Writers are readers. Huge readers. I started reading romances by nicking my Grandmother's Nora Roberts and LaVyrle Spencer books. Probably younger then I should've, but there were worse ways I could have been spending my childhood, rather than curled up with a good book. Now I'm writing them, isn't that a plot twist?
Ironically enough, the book I'm working on now is the sort of book that
drove me batty as a prepubescent, never-been-kissed, reader.
Character A assumes a thing, Character B is hurt, then angst, angst, angst. I remember getting so irritated they wouldn't just act like adults and talk. Pouty sulking was immature.
But as Kipling says: There are nine and sixty ways of constructing tribal lays, and every single one of them
is right.
There's far more than sixty-nine (hehe) different sources of
personal conflict and drama in romance novels.
So I'm going to narrow my focus down to the the type of romance novel when the main conflict
between the characters is based on a simple misunderstanding.
Something that could be cleared up with a little honest discussion.
But that discussion cannot happen
easily.
For romance, there's a Main Character
and an obvious (or not so obvious) Love Interest (or more than one).
As a reader, you know after roughly two hundredish pages, they're
going to kiss, have some epic sex, and live happily ever after.
Because that's what romance is.

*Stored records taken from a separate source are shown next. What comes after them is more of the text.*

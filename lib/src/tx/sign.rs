// Copyright (c) 2022-2023 The MobileCoin Foundation

//! Transaction signing, running a complete [TransactionHandle] session

use std::collections::HashMap;

use bitcoin::{consensus::serialize, ecdsa, secp256k1, OutPoint, Transaction};
use log::{debug, info};

use ledger_btc_apdu::prelude::*;

use super::{
    script::{apply_signature, p2pkh_script_code, SpendKind},
    Coin, SignOptions, SignatureRequest, TransactionHandle,
};
use crate::{transport::Transport, DeviceHandle, Error};

impl<T: Transport> DeviceHandle<T> {
    /// Sign a spending transaction, returning a signed copy.
    ///
    /// Each input of `spending` requires exactly one matching request.
    /// Requests with a previous transaction are signed using trusted inputs,
    /// if any request lacks one the session hashes inputs in segwit mode.
    /// `spending` is never modified, on failure no signatures are returned.
    pub async fn sign_transaction(
        &self,
        requests: &[SignatureRequest],
        spending: &Transaction,
        change_path: Option<&KeyPath>,
        opts: &SignOptions,
    ) -> Result<Transaction, Error> {
        // Resolve requests prior to any device interaction
        let plan = match_requests(requests, spending)?;

        if spending.input.is_empty() {
            return Ok(spending.clone());
        }

        if let Some(coin) = opts.expected_coin {
            self.check_coin(coin).await?;
        }

        // Public keys are fetched once per derivation path
        let mut keys = HashMap::<KeyPath, secp256k1::PublicKey>::new();
        for r in requests {
            if !keys.contains_key(&r.key_path) {
                let k = self.public_key(&r.key_path).await?;
                keys.insert(r.key_path.clone(), k);
            }
        }

        let segwit = requests.iter().any(|r| r.input_transaction.is_none());

        let session = self.transaction(spending, segwit).await;

        let signatures = run_session(session, requests, &plan, &keys, change_path, opts).await?;

        // Assemble on a copy once every input is signed
        let mut signed = spending.clone();
        for (i, (r, s)) in plan.iter().map(|n| &requests[*n]).zip(signatures).enumerate() {
            let signature = ecdsa::Signature {
                signature: secp256k1::ecdsa::Signature::from_der(&s.der)
                    .map_err(|_| Error::InvalidSignature)?,
                sighash_type: opts.sighash,
            };
            let public_key = keys.get(&r.key_path).ok_or(Error::InvalidPublicKey)?;
            let kind = SpendKind::from_script(&r.input_coin.txout.script_pubkey);

            debug!("Applying {} signature to input {}", kind, i);

            apply_signature(&mut signed.input[i], kind, &signature, public_key)?;
        }

        info!(
            "Signed transaction {} ({} inputs)",
            signed.compute_txid(),
            signed.input.len()
        );

        Ok(signed)
    }

    /// Sign a spending transaction where every input is controlled by the key at `key_path`.
    ///
    /// Coins with a matching funding transaction are signed as legacy inputs,
    /// others as segwit inputs.
    pub async fn sign_transaction_with_coins(
        &self,
        key_path: &KeyPath,
        coins: &[Coin],
        funding: &[Transaction],
        spending: &Transaction,
        change_path: Option<&KeyPath>,
        opts: &SignOptions,
    ) -> Result<Transaction, Error> {
        let requests: Vec<_> = coins
            .iter()
            .map(|c| SignatureRequest {
                input_coin: c.clone(),
                input_transaction: funding
                    .iter()
                    .find(|t| t.compute_txid() == c.outpoint.txid)
                    .cloned(),
                key_path: key_path.clone(),
            })
            .collect();

        self.sign_transaction(&requests, spending, change_path, opts).await
    }
}

/// Drive a session through hashing and signing, returning signatures in input order
async fn run_session<T: Transport>(
    mut session: TransactionHandle<T>,
    requests: &[SignatureRequest],
    plan: &[usize],
    keys: &HashMap<KeyPath, secp256k1::PublicKey>,
    change_path: Option<&KeyPath>,
    opts: &SignOptions,
) -> Result<Vec<DeviceSignature>, Error> {
    // Trusted inputs in request order
    let previous: Vec<_> = requests
        .iter()
        .filter_map(|r| {
            r.input_transaction
                .as_ref()
                .map(|t| (t, r.input_coin.outpoint.vout))
        })
        .collect();
    let mut trusted = session.collect_trusted_inputs(&previous).await?.into_iter();

    let mut records: Vec<Option<TrustedInput>> = requests
        .iter()
        .map(|r| match r.input_transaction {
            Some(_) => trusted.next(),
            None => None,
        })
        .collect();

    for (i, n) in plan.iter().enumerate() {
        let r = &requests[*n];
        let k = keys.get(&r.key_path).ok_or(Error::InvalidPublicKey)?;

        let record = match records[*n].take() {
            Some(t) => InputRecord::Trusted(t.as_bytes().to_vec()),
            None => InputRecord::Segwit {
                outpoint: outpoint_bytes(&r.input_coin.outpoint),
                amount: r.input_coin.txout.value.to_sat(),
            },
        };

        // Segwit digests commit to the P2PKH script code for the signing key
        let script = match session.is_segwit() {
            true => p2pkh_script_code(k),
            false => r.input_coin.txout.script_pubkey.clone(),
        };

        session.hash_input(i, record, script.as_bytes()).await?;
    }

    session.hash_outputs(change_path).await?;

    for (i, n) in plan.iter().enumerate() {
        session.sign(i, &requests[*n].key_path, opts.sighash).await?;
    }

    session.finish()
}

/// Match each spending input to its request, returning request indices in input order
pub(crate) fn match_requests(
    requests: &[SignatureRequest],
    spending: &Transaction,
) -> Result<Vec<usize>, Error> {
    let mut by_outpoint = HashMap::<OutPoint, usize>::new();

    for (i, r) in requests.iter().enumerate() {
        if let Some(t) = &r.input_transaction {
            if t.compute_txid() != r.input_coin.outpoint.txid {
                return Err(Error::PreviousTransactionMismatch(i));
            }
        }

        if by_outpoint.insert(r.input_coin.outpoint, i).is_some() {
            return Err(Error::UnknownSignatureRequest(i));
        }
    }

    let plan = spending
        .input
        .iter()
        .enumerate()
        .map(|(i, txin)| {
            by_outpoint
                .remove(&txin.previous_output)
                .ok_or(Error::MissingSignatureRequest(i))
        })
        .collect::<Result<Vec<_>, _>>()?;

    // Requests not consumed by an input
    if let Some(i) = by_outpoint.into_values().min() {
        return Err(Error::UnknownSignatureRequest(i));
    }

    Ok(plan)
}

fn outpoint_bytes(o: &OutPoint) -> [u8; 36] {
    let mut b = [0u8; 36];
    b.copy_from_slice(&serialize(o));
    b
}

#[cfg(test)]
mod test {
    use bitcoin::{
        absolute::LockTime, transaction::Version, Amount, ScriptBuf, Sequence, TxIn, TxOut,
        Witness,
    };

    use super::*;

    fn funding() -> Transaction {
        Transaction {
            version: Version::ONE,
            lock_time: LockTime::ZERO,
            input: vec![TxIn::default()],
            output: (1..=3)
                .map(|i| TxOut {
                    value: Amount::from_sat(i * 100_000),
                    script_pubkey: ScriptBuf::new(),
                })
                .collect(),
        }
    }

    fn spending(f: &Transaction, vouts: &[u32]) -> Transaction {
        Transaction {
            version: Version::ONE,
            lock_time: LockTime::from_consensus(1),
            input: vouts
                .iter()
                .map(|v| TxIn {
                    previous_output: OutPoint::new(f.compute_txid(), *v),
                    script_sig: ScriptBuf::new(),
                    sequence: Sequence::MAX,
                    witness: Witness::new(),
                })
                .collect(),
            output: vec![],
        }
    }

    fn requests(f: &Transaction, vouts: &[u32]) -> Vec<SignatureRequest> {
        vouts
            .iter()
            .map(|v| SignatureRequest::legacy(f, *v, KeyPath::try_from("1'/0").unwrap()).unwrap())
            .collect()
    }

    #[test]
    fn match_in_input_order() {
        let f = funding();

        let plan = match_requests(&requests(&f, &[2, 0, 1]), &spending(&f, &[0, 1, 2])).unwrap();
        assert_eq!(plan, vec![1, 2, 0]);
    }

    #[test]
    fn missing_request() {
        let f = funding();

        assert!(matches!(
            match_requests(&requests(&f, &[0, 2]), &spending(&f, &[0, 1, 2])),
            Err(Error::MissingSignatureRequest(1))
        ));
    }

    #[test]
    fn unknown_request() {
        let f = funding();

        assert!(matches!(
            match_requests(&requests(&f, &[0, 1, 2]), &spending(&f, &[0, 2])),
            Err(Error::UnknownSignatureRequest(1))
        ));

        // Duplicate requests for a single input
        assert!(matches!(
            match_requests(&requests(&f, &[0, 0]), &spending(&f, &[0])),
            Err(Error::UnknownSignatureRequest(1))
        ));
    }

    #[test]
    fn previous_transaction_mismatch() {
        let f = funding();
        let mut r = requests(&f, &[0]);
        r[0].input_transaction = Some(spending(&f, &[1]));

        assert!(matches!(
            match_requests(&r, &spending(&f, &[0])),
            Err(Error::PreviousTransactionMismatch(0))
        ));
    }
}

That's the promise made to you
when you pick up the book. You will wade through the trials and
tribulations of these characters and eventually, they'll find True
Love and you'll get a happy wobbly feeling when they admit how they care
about each other and throw themselves into each others arms.

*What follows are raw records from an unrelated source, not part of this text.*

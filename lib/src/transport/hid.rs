// Copyright (c) 2022-2023 The MobileCoin Foundation

//! USB HID packet transport

use async_trait::async_trait;
use hidapi::{DeviceInfo, HidApi, HidDevice};
use log::{debug, trace};

use super::{Transport, TransportError, HID_PACKET_LEN};

/// Ledger USB vendor identifier
pub const LEDGER_VID: u16 = 0x2c97;

/// Ledger HID usage page
pub const LEDGER_USAGE_PAGE: u16 = 0xffa0;

/// HID transport for a single connected device
pub struct HidTransport {
    device: HidDevice,
}

impl HidTransport {
    /// List connected devices matching the ledger vendor and usage page
    pub fn list_ledgers(api: &HidApi) -> impl Iterator<Item = &DeviceInfo> {
        api.device_list().filter(|d| {
            // Usage page is not reported by every backend, fall back to the first interface
            d.vendor_id() == LEDGER_VID
                && (d.usage_page() == LEDGER_USAGE_PAGE || d.interface_number() == 0)
        })
    }

    /// Open the provided device
    pub fn open_device(api: &HidApi, info: &DeviceInfo) -> Result<Self, TransportError> {
        let device = info.open_device(api).map_err(TransportError::Hid)?;

        debug!(
            "Opened HID device {:04x}:{:04x}",
            info.vendor_id(),
            info.product_id()
        );

        Ok(Self { device })
    }
}

#[async_trait]
impl Transport for HidTransport {
    async fn write_packet(&mut self, packet: &[u8]) -> Result<(), TransportError> {
        // Report ID prefix
        let mut buff = [0u8; HID_PACKET_LEN + 1];
        let n = packet.len().min(HID_PACKET_LEN);
        buff[1..][..n].copy_from_slice(&packet[..n]);

        trace!("HID write: {:02x?}", &buff[1..]);

        match self.device.write(&buff) {
            Ok(_) => Ok(()),
            Err(e) => {
                debug!("HID write failed: {:?}", e);
                Err(TransportError::Disconnected)
            }
        }
    }

    async fn read_packet(&mut self) -> Result<Vec<u8>, TransportError> {
        let mut buff = [0u8; HID_PACKET_LEN];

        // Blocks until the device responds, responses may await user confirmation
        let n = match self.device.read_timeout(&mut buff, -1) {
            Ok(n) => n,
            Err(e) => {
                debug!("HID read failed: {:?}", e);
                return Err(TransportError::Disconnected);
            }
        };

        trace!("HID read: {:02x?}", &buff[..n]);

        Ok(buff[..n].to_vec())
    }
}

But wait, but wait, why don't they just
do that from the beginning? Since they're so obviously meant for each
other? Two halves of a single soul, and all the other sickeningly
sweet cliches.
There has to be a reason they don't
boink (or boink with tender loving feelings sprinkled on top) until
after most of the book has happened, otherwise it's
just a casual hook-up without an emotional angle, unless one character
is using the casual hook-up to avoid intimacy and-- and I'm going off
target. Ahem.
After Main Character and Love Interest
meet, but before Main Character and Love Interest do the beast with
two backs, stuff has to happen. Important stuff. Plot stuff.
Character stuff. Because there has to be a reason these two (or more)
people dance around each other and hold off the boinking until the
end of the book.
If their eyes meet and they run toward each other while
At Last plays over the loudspeaker, and then commence violating public
nudity laws, it's interesting, but it's not long enough to
make a book. Something has to keep the climax (harhar) from
happening.
For dramatic reasons. But there's a fine line between drama and melodrama.
So if the reason they aren't together is
because of a smallish misunderstanding that could be sorted out with
a brief conversation over some caramel lattes on a sleepy Saturday afternoon,
then that conversation has to be danced around like negotiations with
North Korea over taking some chill pills and developing a national
hobby that doesn't involve Geiger counters.
Get me? It has to be a huge thing, with
some element of danger or apprehension surrounding it. An 'I might
die if I say this right now' sort
of atmosphere. There has to be trepidation. There has to be a solid reason the conversation absolutely could not happen in the course of the casual 'getting to know you'
chatter amid the heated glances and magnetic pull they feel toward each other.
How tedious and unfulfilling would it
be if they met, had a misunderstanding, then retired to some trendy
cafe to work things out by the end of the first chapter?
'Oh, I made an incorrect assumption about
your life/job/values/personality/relationship status/family. Allow me
to kiss away your hurt feelings.' Then nothing else happens except
sex in every possible position for the next twelve chapters?
If
you've been reading romance novels any length of time, you've read
lots and lots of sex scenes, and you know they're not nearly
as rewarding when the characters haven't bled, sweated, and wept copious
amounts of tears to get to the emotional climax, not just the physical
climax.
You want them to work for it.
You want them to clench their hands, bite their lips, and take deep,
shuddering breaths while they force the words out with their eyes
squeezed shut because they can't bear to watch the reaction to whatever they're struggling to say.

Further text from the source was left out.